Context/Collection History
These illustrations were published between 1830-48 as part of the nine-volume Antiquities of Mexico by Lord Kingsborough. Kingsborough brought together reproductions of 16th century Nahua manuscripts along with drawings of far more ancient architecture and sculpture created by the Maya and Zapotec. This pan-cultural history was not understood to be such, as all these works were subsumed under the rubric of “Mexican antiquities.” Nonetheless, given that the Spanish crown tightly restricted travel by Europeans in New Spain and its other American colonies, the rare published accounts of the colonies, like this one and those of Alexander von Humboldt and Antonio de Ulloa, were revelatory to a European public.
Cultural Interpretation
Dupaix’s expedition can be understood as a manifestation of a wider European interest in ruins as the material remains of lost civilizations. Beyond this, in a Mexico on the verge of its own independence movement, the discovery and celebration of these ruins confirmed that the continent had its own long history and added ideological heft to the move to independence.
Photo credit
Reproduced courtesy of Fordham University Library
Cite as
Dana Leibsohn and Barbara E. Mundy.
Vistas: Visual Culture in Spanish America, 1520-1820. http://www.fordham.edu/vistas, 2015.
Vistas: Visual Culture in Spanish America, 1520-1820. http://www.fordham.edu/vistas, 2015.
Selected bibliography
Alcina Franch, José, ed. 1969. Guillermo Dupaix. Expediciones acerca de los antiguos monumentos de la Nueva Espana, 1805-1808. Madrid: Ediciones J. Porrua Turanzas.
Estrada de Gerlero, Elena I. 1993. "Carlos III y los estudios anticuarios en Nueva Espana." In 1492-1992. V centenario: Arte y historia. Xavier Moyssen and Louise Noelle, eds. Pp. 63-92. Mexico: Universidad Nacional Autonoma de Mexico.
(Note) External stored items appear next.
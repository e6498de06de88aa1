//! Runtime switching and dependency installation.

use super::pump;
use amv_core::{CancellationToken, SetupType, Toolkit};
use amv_setup::{CommandRunner, DependencyChecker, ModeSwitcher, RunResult, StepEvent, SwitchPlanner};
use anyhow::{bail, Result};
use std::sync::Arc;
use tokio::sync::mpsc;

fn print_step(event: &StepEvent) {
    match event {
        StepEvent::Started { index, total, label } => println!("({}/{}) {}...", index, total, label),
        StepEvent::Manual { index, label } => println!("({}) Manual step: {}", index, label),
        StepEvent::Succeeded { index } => println!("({}) done", index),
        StepEvent::Failed { index, message } => println!("({}) failed: {}", index, message),
    }
}

fn print_errors(result: &RunResult) {
    for error in &result.errors {
        eprintln!("  Step {} ({}): {}", error.index, error.label, error.message);
    }
}

pub async fn switch(toolkit: Arc<Toolkit>, target: SetupType) -> Result<()> {
    let token = CancellationToken::new();
    let runner = CommandRunner::process()
        .with_audit(toolkit.audit().clone())
        .with_cancellation(token.clone());
    let switcher = ModeSwitcher::new(
        toolkit.store().clone(),
        Arc::clone(toolkit.probe()),
        SwitchPlanner::from_tools(toolkit.tools()),
        runner,
    );

    let (tx, rx) = mpsc::unbounded_channel();
    let task = tokio::spawn(async move {
        switcher
            .switch(target, move |event| {
                let _ = tx.send(event);
            })
            .await
    });
    pump(rx, Some(&token), print_step).await;
    let outcome = task.await??;

    if outcome.committed {
        if outcome.plan.already_satisfied {
            println!("Runtime already set up for {}. Mode saved.", target);
        } else {
            println!("Switched to {}. Restart any running sessions.", target);
        }
        return Ok(());
    }

    if outcome.result.cancelled {
        bail!("Switch cancelled; mode left at {}", outcome.record.setup_type);
    }
    print_errors(&outcome.result);
    bail!(
        "{} step(s) failed; mode left at {}. Re-run to retry.",
        outcome.result.errors.len(),
        outcome.record.setup_type
    )
}

pub async fn doctor(toolkit: Arc<Toolkit>, install: bool) -> Result<()> {
    let checker = DependencyChecker::from_tools(toolkit.tools());
    let report = checker.check().await;

    for status in &report.components {
        println!(
            "{:<16} {}",
            status.component.to_string(),
            if status.installed { "installed" } else { "MISSING" }
        );
    }
    if report.all_installed() {
        println!("All dependencies present.");
        return Ok(());
    }

    let plan = checker.install_plan(&report);
    if !install {
        println!("\nRequired actions:");
        for step in &plan.steps {
            if step.is_informational {
                println!("  # {}", step.label);
            } else {
                println!("  {}", amv_core::audit::format_argv(&step.argv));
            }
        }
        println!("\nRun `amv doctor --install` to install them.");
        return Ok(());
    }

    let token = CancellationToken::new();
    let runner = CommandRunner::process()
        .with_audit(toolkit.audit().clone())
        .with_cancellation(token.clone());
    let (tx, rx) = mpsc::unbounded_channel();
    let task = tokio::spawn(async move {
        runner
            .run(&plan, move |event| {
                let _ = tx.send(event);
            })
            .await
    });
    pump(rx, Some(&token), print_step).await;
    let result = task.await?;

    if !result.is_success() {
        print_errors(&result);
        bail!("Installation incomplete");
    }
    println!("Installation complete. Run `amv doctor` again to verify.");
    Ok(())
}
Estrada de Gerlero, Elena I. 1994. “La labor anticuaria novohispana en la época de Carlos IV; Guillermo Dupaix, precursor de la historia del arte prehispanico.” In Arte, historia e identidad en América: visiones comparativas. Gustavo Curiel et al., eds. 1:191-205. Mexico: Universidad Nacional Autonoma de Mexico.
Kingsborough, Edward King. 1830-48. Antiquities of Mexico: comprising fac-similes of ancient Mexican paintings and hieroglyphics, preserved in the royal libraries of Paris, Berlin and Dresden, in the Imperial library of Vienna, in the Vatican library, in the Borgian museum at Rome, in the library of the Institute at Bologna, and in the Bodleian library at Oxford. Together with the Monuments of New Spain, by M. Dupaix: with their respective scales of measurement and accompanying descriptions. The whole illustrated by many valuable inedited manuscripts, by Augustine Aglio. London: A. Aglio.
Kubler, George. 1991. Esthetic recognition of ancient Amerindian art. New Haven: Yale University Press
Pillsbury, Joanne, ed. 2012. Past Presented: Archaeological Illustration and the Ancient Americas. Washington, D.C.: Dumbarton Oaks Research Library and Collection.
Estrada de Gerlero, Elena I. 1993. "Carlos III y los estudios anticuarios en Nueva Espana." In 1492-1992. V centenario: Arte y historia. Xavier Moyssen and Louise Noelle, eds. Pp. 63-92. Mexico: Universidad Nacional Autonoma de Mexico.
Estrada de Gerlero, Elena I. 1994. “La labor anticuaria novohispana en la época de Carlos IV; Guillermo Dupaix, precursor de la historia del arte prehispanico.” In Arte, historia e identidad en América: visiones comparativas. Gustavo Curiel et al., eds. 1:191-205. Mexico: Universidad Nacional Autonoma de Mexico.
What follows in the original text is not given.